**WHAT IS NEEDED:**
In the listing below, find each line with the string "SerialConfig" and report it.

**DATASET EXCERPTS:**
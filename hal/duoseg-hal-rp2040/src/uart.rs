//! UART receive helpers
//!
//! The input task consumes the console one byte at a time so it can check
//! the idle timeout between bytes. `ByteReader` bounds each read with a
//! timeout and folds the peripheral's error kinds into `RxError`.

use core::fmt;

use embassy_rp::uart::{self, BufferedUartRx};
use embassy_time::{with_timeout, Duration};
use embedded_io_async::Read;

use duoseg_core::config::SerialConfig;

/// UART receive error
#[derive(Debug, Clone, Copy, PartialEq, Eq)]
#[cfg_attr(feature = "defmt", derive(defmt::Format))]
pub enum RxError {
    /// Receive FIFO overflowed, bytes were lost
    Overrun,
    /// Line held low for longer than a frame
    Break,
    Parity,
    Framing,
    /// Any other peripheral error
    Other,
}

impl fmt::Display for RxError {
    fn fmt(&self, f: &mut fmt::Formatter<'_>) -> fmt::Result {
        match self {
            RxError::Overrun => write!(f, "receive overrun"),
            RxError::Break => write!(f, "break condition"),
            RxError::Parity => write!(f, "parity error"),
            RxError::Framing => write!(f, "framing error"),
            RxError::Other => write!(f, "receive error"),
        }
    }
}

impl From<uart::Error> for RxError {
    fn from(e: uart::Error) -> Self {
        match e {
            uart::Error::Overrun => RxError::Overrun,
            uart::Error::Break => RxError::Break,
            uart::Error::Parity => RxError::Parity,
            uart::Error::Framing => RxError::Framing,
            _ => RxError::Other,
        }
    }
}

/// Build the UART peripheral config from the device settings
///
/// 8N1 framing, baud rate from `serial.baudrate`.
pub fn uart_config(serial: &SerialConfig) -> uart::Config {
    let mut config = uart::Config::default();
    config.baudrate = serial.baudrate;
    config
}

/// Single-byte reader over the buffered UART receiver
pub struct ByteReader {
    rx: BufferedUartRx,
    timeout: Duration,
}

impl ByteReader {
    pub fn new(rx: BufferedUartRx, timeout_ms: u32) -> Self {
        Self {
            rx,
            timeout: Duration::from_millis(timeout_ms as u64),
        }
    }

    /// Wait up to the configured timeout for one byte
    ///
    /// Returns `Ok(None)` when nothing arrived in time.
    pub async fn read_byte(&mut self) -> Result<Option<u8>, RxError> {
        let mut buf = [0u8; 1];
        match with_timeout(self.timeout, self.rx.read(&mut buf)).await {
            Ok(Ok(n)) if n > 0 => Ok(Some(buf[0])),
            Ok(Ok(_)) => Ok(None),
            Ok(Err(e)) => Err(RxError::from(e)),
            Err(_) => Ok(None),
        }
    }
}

**WRITTEN ANSWER:**
use duoseg_core::config::SerialConfig;
pub fn uart_config(serial: &SerialConfig) -> uart::Config {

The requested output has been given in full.